| Task |
Whenever a line in the entries below contains "backend", copy that line.

| Supplied records |

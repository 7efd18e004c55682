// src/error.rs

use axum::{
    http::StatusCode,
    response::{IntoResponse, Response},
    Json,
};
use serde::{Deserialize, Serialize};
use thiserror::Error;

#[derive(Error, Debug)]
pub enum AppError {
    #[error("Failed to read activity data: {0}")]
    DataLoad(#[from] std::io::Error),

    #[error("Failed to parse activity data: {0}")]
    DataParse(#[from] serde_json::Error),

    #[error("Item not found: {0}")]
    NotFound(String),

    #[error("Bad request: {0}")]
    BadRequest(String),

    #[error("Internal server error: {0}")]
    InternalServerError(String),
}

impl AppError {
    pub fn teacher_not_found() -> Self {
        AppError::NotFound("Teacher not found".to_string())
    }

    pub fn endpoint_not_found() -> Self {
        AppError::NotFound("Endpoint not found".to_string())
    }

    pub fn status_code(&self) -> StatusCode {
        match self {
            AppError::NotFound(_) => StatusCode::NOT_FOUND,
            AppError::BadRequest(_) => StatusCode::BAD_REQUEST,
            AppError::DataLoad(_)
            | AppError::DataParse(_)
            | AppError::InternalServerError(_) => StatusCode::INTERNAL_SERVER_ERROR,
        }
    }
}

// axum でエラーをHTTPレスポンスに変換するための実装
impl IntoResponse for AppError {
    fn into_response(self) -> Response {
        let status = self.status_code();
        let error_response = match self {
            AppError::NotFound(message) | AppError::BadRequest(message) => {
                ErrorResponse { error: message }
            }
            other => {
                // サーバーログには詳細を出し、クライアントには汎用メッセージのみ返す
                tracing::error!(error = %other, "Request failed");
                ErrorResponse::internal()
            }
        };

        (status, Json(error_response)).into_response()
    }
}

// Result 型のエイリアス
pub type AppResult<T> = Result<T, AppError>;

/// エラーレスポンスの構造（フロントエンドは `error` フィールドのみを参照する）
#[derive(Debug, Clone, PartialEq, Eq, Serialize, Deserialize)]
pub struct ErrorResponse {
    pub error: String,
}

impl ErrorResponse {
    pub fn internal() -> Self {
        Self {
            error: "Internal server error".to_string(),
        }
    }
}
--
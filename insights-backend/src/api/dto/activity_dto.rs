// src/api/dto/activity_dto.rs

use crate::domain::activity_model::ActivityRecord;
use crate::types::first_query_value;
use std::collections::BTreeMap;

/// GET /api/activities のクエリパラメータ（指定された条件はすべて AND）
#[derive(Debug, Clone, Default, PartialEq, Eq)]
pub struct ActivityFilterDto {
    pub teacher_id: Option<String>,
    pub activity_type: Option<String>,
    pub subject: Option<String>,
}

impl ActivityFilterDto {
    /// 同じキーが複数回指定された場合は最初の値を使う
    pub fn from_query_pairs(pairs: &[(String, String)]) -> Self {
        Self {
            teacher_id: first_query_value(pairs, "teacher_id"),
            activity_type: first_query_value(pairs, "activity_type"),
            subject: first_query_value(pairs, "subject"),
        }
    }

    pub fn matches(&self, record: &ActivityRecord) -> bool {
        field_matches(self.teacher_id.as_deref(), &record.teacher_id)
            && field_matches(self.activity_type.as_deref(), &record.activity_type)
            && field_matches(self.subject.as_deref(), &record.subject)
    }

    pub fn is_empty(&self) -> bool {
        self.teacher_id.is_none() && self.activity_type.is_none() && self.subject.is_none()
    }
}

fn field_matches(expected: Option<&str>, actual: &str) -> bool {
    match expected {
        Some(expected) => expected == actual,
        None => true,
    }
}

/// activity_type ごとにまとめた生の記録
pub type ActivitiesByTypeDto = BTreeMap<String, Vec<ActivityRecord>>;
--
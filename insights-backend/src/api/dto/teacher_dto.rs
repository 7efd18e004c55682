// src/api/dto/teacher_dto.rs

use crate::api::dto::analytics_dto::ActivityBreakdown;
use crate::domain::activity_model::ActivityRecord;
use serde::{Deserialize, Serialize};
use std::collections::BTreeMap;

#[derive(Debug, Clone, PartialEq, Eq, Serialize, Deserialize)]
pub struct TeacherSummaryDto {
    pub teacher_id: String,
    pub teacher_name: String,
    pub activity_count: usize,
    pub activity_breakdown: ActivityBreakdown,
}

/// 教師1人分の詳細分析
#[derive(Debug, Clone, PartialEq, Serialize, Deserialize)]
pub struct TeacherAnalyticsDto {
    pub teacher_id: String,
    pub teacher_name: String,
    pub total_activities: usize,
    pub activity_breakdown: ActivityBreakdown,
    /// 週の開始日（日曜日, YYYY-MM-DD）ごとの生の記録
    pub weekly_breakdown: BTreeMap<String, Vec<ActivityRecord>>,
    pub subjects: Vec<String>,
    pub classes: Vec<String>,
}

| Task solution |
filename insights-backend/src/api/dto/activity_dto.rs
filename insights-backend/src/api/dto/teacher_dto.rs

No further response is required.